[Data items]

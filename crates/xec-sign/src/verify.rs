//! Template-level script verification.
//!
//! Evaluates a push-only unlocking script against the standard locking
//! templates the signer produces: P2PK, P2PKH, bare multisig and P2SH
//! wrapping one of those. Signature validity is delegated to a
//! [`SignatureChecker`]. Anything else fails.
//!
//! The unlocking script must leave exactly the stack the template consumes,
//! and the multisig dummy element must be empty.

use xec_primitives::hash::hash160;
use xec_script::{solve, Script, ScriptTemplate};

use crate::SignatureChecker;

/// Check that `script_sig` satisfies `script_pubkey`.
///
/// # Arguments
/// * `script_sig` - The unlocking script; must be push-only.
/// * `script_pubkey` - The locking script being spent.
/// * `checker` - Validates each signature.
///
/// # Returns
/// `true` if the spend is valid for the recognised template.
pub fn verify_script(
    script_sig: &Script,
    script_pubkey: &Script,
    checker: &dyn SignatureChecker,
) -> bool {
    let Ok(mut stack) = script_sig.push_only_stack() else {
        return false;
    };

    match solve(script_pubkey) {
        ScriptTemplate::ScriptHash(script_id) => {
            let Some(redeem) = stack.pop() else {
                return false;
            };
            if hash160(&redeem) != *script_id.as_bytes() {
                return false;
            }
            let redeem_script = Script::from(redeem);
            match solve(&redeem_script) {
                ScriptTemplate::ScriptHash(_) => false,
                template => verify_template(&template, &redeem_script, &stack, checker),
            }
        }
        template => verify_template(&template, script_pubkey, &stack, checker),
    }
}

fn verify_template(
    template: &ScriptTemplate,
    script_code: &Script,
    stack: &[Vec<u8>],
    checker: &dyn SignatureChecker,
) -> bool {
    match (template, stack) {
        (ScriptTemplate::PubKey(pub_key), [sig]) => checker.check_sig(sig, pub_key, script_code),
        (ScriptTemplate::PubKeyHash(key_id), [sig, pub_key]) => {
            hash160(pub_key) == *key_id.as_bytes() && checker.check_sig(sig, pub_key, script_code)
        }
        (ScriptTemplate::Multisig { required, pub_keys }, [dummy, sigs @ ..]) => {
            dummy.is_empty()
                && sigs.len() == *required
                && check_multisig(sigs, pub_keys, script_code, checker)
        }
        _ => false,
    }
}

/// Ordered CHECKMULTISIG matching: each signature must verify against a
/// key that comes after the key matched by the previous signature.
fn check_multisig(
    sigs: &[Vec<u8>],
    pub_keys: &[Vec<u8>],
    script_code: &Script,
    checker: &dyn SignatureChecker,
) -> bool {
    let mut keys = pub_keys.iter();
    for sig in sigs {
        if sig.is_empty() {
            return false;
        }
        if !keys.any(|key| checker.check_sig(sig, key, script_code)) {
            return false;
        }
    }
    true
}

#[cfg(test)]
mod tests {
    use super::*;
    use crate::DummySignatureChecker;
    use xec_primitives::ec::PrivateKey;

    /// Accepts a signature only if it equals the key's first byte repeated.
    struct ToyChecker;

    impl SignatureChecker for ToyChecker {
        fn check_sig(&self, sig: &[u8], pub_key: &[u8], _script_code: &Script) -> bool {
            sig == [pub_key[1], 0x41]
        }
    }

    fn pub_key(byte: u8) -> Vec<u8> {
        PrivateKey::from_bytes(&[byte; 32]).unwrap().pub_key().to_bytes()
    }

    fn toy_sig(key: &[u8]) -> Vec<u8> {
        vec![key[1], 0x41]
    }

    #[test]
    fn test_verify_p2pk_and_p2pkh() {
        let key = pub_key(1);
        let p2pk = Script::p2pk(&key).unwrap();
        let sig = toy_sig(&key);
        assert!(verify_script(&Script::push_all(&[&sig]).unwrap(), &p2pk, &ToyChecker));
        assert!(!verify_script(&Script::push_all(&[&sig, &sig]).unwrap(), &p2pk, &ToyChecker));

        let p2pkh = Script::p2pkh(&xec_primitives::KeyId::hash_of(&key));
        let good = Script::push_all(&[&sig, &key]).unwrap();
        assert!(verify_script(&good, &p2pkh, &ToyChecker));
        let wrong_key = Script::push_all(&[&sig, &pub_key(2)]).unwrap();
        assert!(!verify_script(&wrong_key, &p2pkh, &DummySignatureChecker));
    }

    #[test]
    fn test_verify_multisig_ordering() {
        let keys = vec![pub_key(1), pub_key(2), pub_key(3)];
        let script = Script::multisig(2, &keys).unwrap();
        let (s1, s2, s3) = (toy_sig(&keys[0]), toy_sig(&keys[1]), toy_sig(&keys[2]));
        let empty = Vec::new();

        assert!(verify_script(&Script::push_all(&[&empty, &s1, &s3]).unwrap(), &script, &ToyChecker));
        assert!(verify_script(&Script::push_all(&[&empty, &s2, &s3]).unwrap(), &script, &ToyChecker));
        // Out of key order.
        assert!(!verify_script(&Script::push_all(&[&empty, &s3, &s1]).unwrap(), &script, &ToyChecker));
        // Padding slot left empty.
        assert!(!verify_script(&Script::push_all(&[&empty, &s1, &empty]).unwrap(), &script, &ToyChecker));
        // Non-empty dummy.
        assert!(!verify_script(&Script::push_all(&[&s2, &s1, &s3]).unwrap(), &script, &ToyChecker));
        // Too few signatures.
        assert!(!verify_script(&Script::push_all(&[&empty, &s1]).unwrap(), &script, &ToyChecker));
    }

    #[test]
    fn test_verify_p2sh() {
        let keys = vec![pub_key(1), pub_key(2)];
        let redeem = Script::multisig(1, &keys).unwrap();
        let p2sh = Script::p2sh(&redeem.script_id());
        let sig = toy_sig(&keys[1]);
        let empty = Vec::new();

        let good = Script::push_all(&[&empty, &sig, &redeem.clone().into_bytes()]).unwrap();
        assert!(verify_script(&good, &p2sh, &ToyChecker));

        let other = Script::multisig(1, &[pub_key(3)]).unwrap();
        let wrong_redeem = Script::push_all(&[&empty, &sig, &other.into_bytes()]).unwrap();
        assert!(!verify_script(&wrong_redeem, &p2sh, &DummySignatureChecker));

        // P2SH inside P2SH is not evaluated.
        let inner = Script::p2sh(&redeem.script_id());
        let outer = Script::p2sh(&inner.script_id());
        let nested = Script::push_all(&[inner.to_bytes()]).unwrap();
        assert!(!verify_script(&nested, &outer, &DummySignatureChecker));
    }

    #[test]
    fn test_verify_rejects_non_push_and_nonstandard() {
        let key = pub_key(1);
        let p2pk = Script::p2pk(&key).unwrap();
        assert!(!verify_script(&p2pk, &p2pk, &DummySignatureChecker));
        let op_true = Script::from_bytes(&[0x51]);
        assert!(!verify_script(&Script::new(), &op_true, &DummySignatureChecker));
    }
}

PROBLEM STATEMENT >> Reply with the lines from the first line of the entries through the line that contains "delegated to a", repeated exactly with both ends kept, and with nothing else.

TASK RESULT >>
filename crates/xec-sign/src/verify.rs
//! Template-level script verification.
//!
//! Evaluates a push-only unlocking script against the standard locking
//! templates the signer produces: P2PK, P2PKH, bare multisig and P2SH
//! wrapping one of those. Signature validity is delegated to a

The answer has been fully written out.